Is it time to be responsible? what is responsible tourism and is it right for us?

The Arusha Round Table on

Responsible Tourism Partnerships

For the Implementation of the

Responsible Tourism Certification Scheme

A Stakeholders’ Dialogue Forum 2010

Venue: Arusha Hotel

ARUSHA, Tanzania

Date: 3 June 2010

Language: English

responsible tourism:

Is it time to be responsible? what is responsible tourism and is it right for us?


As the green revolution slowly picks up speed globally, one finds that products on demand will have a market advantage if they carry a green label or brand. This is already well established in the manufacturing, fisheries and agricultural industry with labels such as the Forest Stewardship Council, Marine Stewardship Council, Rainforest Alliance and Fair Trade International that provide a brand which certifies that the product was produced in a responsible manner. This concept is now growing in the tourism industry, as tourists are more aware of the issues and will now make decisions on the choice of their holiday depending on the social and environmental implications of the destination or company product that they are buying. The agents that are selling the packages are quick to pick up on this concept. Many travel/ holiday destination agents now have responsible branding and are promoting responsible tourism issues from their sales and operations, such as offering customers the opportunity to offset their carbon on long haul flights, using energy saving bulbs in their offices and making sure their staff have a workplace that does not impair their health.

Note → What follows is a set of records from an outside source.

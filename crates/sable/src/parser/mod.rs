//! # Parsers and Parser Generators
//!
//! The common surface every parsing strategy in the crate implements.
//!
//! ## Overview
//!
//! A [`ParserGenerator`] turns a [`Grammar`](crate::grammar::Grammar) into a
//! runnable [`Parser`] ahead of time; grammar problems surface as
//! [`Conflict`]s in the [`GeneratorResult`] rather than at parse time. A
//! parser consumes a token stream (the symbols a [`Lexer`](crate::lexer::Lexer)
//! produces, ending in `EOF`) and yields a [`ParseOutcome`]: either a parse
//! tree rooted at the start symbol or a list of [`ParseError`]s. Neither
//! phase panics on bad input; panics are reserved for malformed API usage.
//!
//! Implementations: the LR family ([`LrGenerator`]) and backtracking
//! recursive descent ([`RecursiveDescentGenerator`]).

pub mod lr;
pub mod recursive;

pub use lr::LrGenerator;
pub use recursive::RecursiveDescentGenerator;

use thiserror::Error;

use crate::grammar::Grammar;
use crate::symbol::Symbol;

/// A parse-time failure. Carries rendered context rather than borrowed
/// grammar state so outcomes are self-contained.
#[derive(Debug, Clone, Error)]
#[cfg_attr(feature = "diagnostics", derive(miette::Diagnostic))]
pub enum ParseError {
    #[error("unexpected token {token}")]
    #[cfg_attr(feature = "diagnostics", diagnostic(code(sable::parse::unexpected_token)))]
    UnexpectedToken { token: String },

    #[error("token stream ended before the parse completed")]
    #[cfg_attr(feature = "diagnostics", diagnostic(code(sable::parse::unexpected_end)))]
    UnexpectedEndOfInput,

    #[error("the input cannot be derived from {start}")]
    #[cfg_attr(feature = "diagnostics", diagnostic(code(sable::parse::no_derivation)))]
    NoDerivation { start: String },
}

/// A grammar defect discovered during generation.
#[derive(Debug, Clone, Error)]
#[cfg_attr(feature = "diagnostics", derive(miette::Diagnostic))]
pub enum Conflict {
    #[error("shift/reduce conflict on {symbol}: shift vs {production}")]
    #[cfg_attr(feature = "diagnostics", diagnostic(code(sable::generate::shift_reduce)))]
    ShiftReduce { symbol: String, production: String },

    #[error("reduce/reduce conflict on {symbol}: {first} vs {second}")]
    #[cfg_attr(feature = "diagnostics", diagnostic(code(sable::generate::reduce_reduce)))]
    ReduceReduce {
        symbol: String,
        first: String,
        second: String,
    },

    #[error("accept conflicts with {action} on end of input")]
    #[cfg_attr(feature = "diagnostics", diagnostic(code(sable::generate::accept)))]
    Accept { action: String },
}

/// The result of running a [`Parser`]; a tree is present iff `errors` is
/// empty.
#[derive(Debug, Clone)]
pub struct ParseOutcome {
    pub errors: Vec<ParseError>,
    pub warnings: Vec<String>,
    tree: Option<Symbol>,
}

impl ParseOutcome {
    #[must_use]
    pub fn success(tree: Symbol) -> Self {
        Self {
            errors: Vec::new(),
            warnings: Vec::new(),
            tree: Some(tree),
        }
    }

    #[must_use]
    pub fn failure(errors: Vec<ParseError>) -> Self {
        Self {
            errors,
            warnings: Vec::new(),
            tree: None,
        }
    }

    #[must_use]
    pub fn succeeded(&self) -> bool {
        self.errors.is_empty()
    }

    /// The parse tree, rooted at the grammar's start symbol.
    #[must_use]
    pub fn parse_tree(&self) -> Option<&Symbol> {
        self.tree.as_ref()
    }

    #[must_use]
    pub fn into_parse_tree(self) -> Option<Symbol> {
        self.tree
    }
}

/// The result of generation; a parser is present iff `conflicts` is empty.
pub struct GeneratorResult {
    pub conflicts: Vec<Conflict>,
    pub warnings: Vec<String>,
    parser: Option<Box<dyn Parser>>,
}

impl GeneratorResult {
    #[must_use]
    pub fn succeeded(&self) -> bool {
        self.conflicts.is_empty()
    }

    #[must_use]
    pub fn parser(&self) -> Option<&dyn Parser> {
        self.parser.as_deref()
    }

    #[must_use]
    pub fn into_parser(self) -> Option<Box<dyn Parser>> {
        self.parser
    }
}

/// A runnable parser.
pub trait Parser: Send + Sync {
    /// Parses a token stream. The stream is expected to end with the `EOF`
    /// terminal, as lexer streams do; tokens past the accepted input are left
    /// unconsumed.
    fn parse(&self, tokens: &mut dyn Iterator<Item = Symbol>) -> ParseOutcome;

    /// Convenience over [`Parser::parse`] for an already-collected stream.
    fn parse_all(&self, tokens: Vec<Symbol>) -> ParseOutcome {
        self.parse(&mut tokens.into_iter())
    }
}

/// Builds a [`Parser`] from a grammar ahead of time.
pub trait ParserGenerator {
    fn generate(&self, grammar: &Grammar) -> GeneratorResult;
}
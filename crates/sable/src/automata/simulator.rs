//! Deterministic simulation over a frozen DFA.

use super::{FiniteAutomaton, StateId};

/// Result of feeding one character to a [`DfaSimulator`].
#[derive(Debug, Clone, Copy, PartialEq, Eq)]
pub enum SimulationStatus {
    /// The character moved the simulator into an accepting state.
    Accept,
    /// The character moved the simulator into a non-accepting state.
    Reject,
    /// No transition matched; the simulator is stuck until [`DfaSimulator::reset`].
    Error,
}

/// Walks a DFA one character at a time.
///
/// The automaton must satisfy the DFA invariant (no epsilon edges, at most
/// one transition per input), which [`FiniteAutomaton::to_dfa`] guarantees by
/// construction.
#[derive(Debug, Clone)]
pub struct DfaSimulator<'a, V> {
    automaton: &'a FiniteAutomaton<V>,
    current: Option<StateId>,
}

impl<'a, V> DfaSimulator<'a, V> {
    #[must_use]
    pub fn new(automaton: &'a FiniteAutomaton<V>) -> Self {
        Self {
            automaton,
            current: Some(automaton.start()),
        }
    }

    /// Feeds one character. Once stuck, stays stuck until [`Self::reset`].
    pub fn consume(&mut self, c: char) -> SimulationStatus {
        let Some(state) = self.current else {
            return SimulationStatus::Error;
        };
        let target = self.automaton.edges_from(state).find_map(|edge| {
            edge.label
                .as_ref()
                .is_some_and(|label| label.contains(c))
                .then_some(edge.to)
        });
        match target {
            Some(to) => {
                self.current = Some(to);
                if self.automaton.value(to).is_some() {
                    SimulationStatus::Accept
                } else {
                    SimulationStatus::Reject
                }
            }
            None => {
                self.current = None;
                SimulationStatus::Error
            }
        }
    }

    /// The accept value of the current state, if accepting.
    #[must_use]
    pub fn current_value(&self) -> Option<&'a V> {
        self.current.and_then(|s| self.automaton.value(s))
    }

    /// Returns to the start state.
    pub fn reset(&mut self) {
        self.current = Some(self.automaton.start());
    }
}

#[cfg(test)]
mod tests {
    use super::*;
    use crate::automata::NfaBuilder;
    use crate::charset::CharSet;

    fn two_char_dfa() -> FiniteAutomaton<&'static str> {
        let mut builder = NfaBuilder::new();
        let s0 = builder.add_state();
        let s1 = builder.add_state();
        let s2 = builder.add_accept_state("ab");
        builder.add_edge(s0, CharSet::single('a'), s1);
        builder.add_edge(s1, CharSet::single('b'), s2);
        builder.build()
    }

    #[test]
    fn accepts_then_errors() {
        let dfa = two_char_dfa();
        let mut sim = DfaSimulator::new(&dfa);
        assert_eq!(sim.consume('a'), SimulationStatus::Reject);
        assert_eq!(sim.consume('b'), SimulationStatus::Accept);
        assert_eq!(sim.current_value(), Some(&"ab"));
        assert_eq!(sim.consume('c'), SimulationStatus::Error);
        // stuck until reset
        assert_eq!(sim.consume('a'), SimulationStatus::Error);
        sim.reset();
        assert_eq!(sim.consume('a'), SimulationStatus::Reject);
    }
}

The stumbling block for many agents will be their product. While they might be clean and green at home, the question is what happens to all the holidays they sell, primarily in developing countries where the regulatory framework is lagging behind the current trends. The provision of local, on the ground accreditation bodies that can evaluate, report and place an appropriate label on the performance of the ground operators and hotels will provide the agents with the mechanisms to market a product that reflects the customer’s social and environmentally responsible principles.

Several versions of these accreditation bodies are already established, with some providing an international brand (e.g. Sustainable Tourism International) and others more local and restricted to particular destination countries (e.g. Ecotourism Kenya’s certification scheme). The international organizations do provide a basic outline that broadly covers the main concerns, however is it possible to cover all key concerns on an international level, or is a more locally focused organization more appropriate to identify certain concerns that only occur locally? For example how are staff in a tourist camp equipped, do they have torches supplied to look out for animals, do they have enough blankets to keep warm in Ngorongoro? Is the company contributing to the local economic development of the village in which it is located?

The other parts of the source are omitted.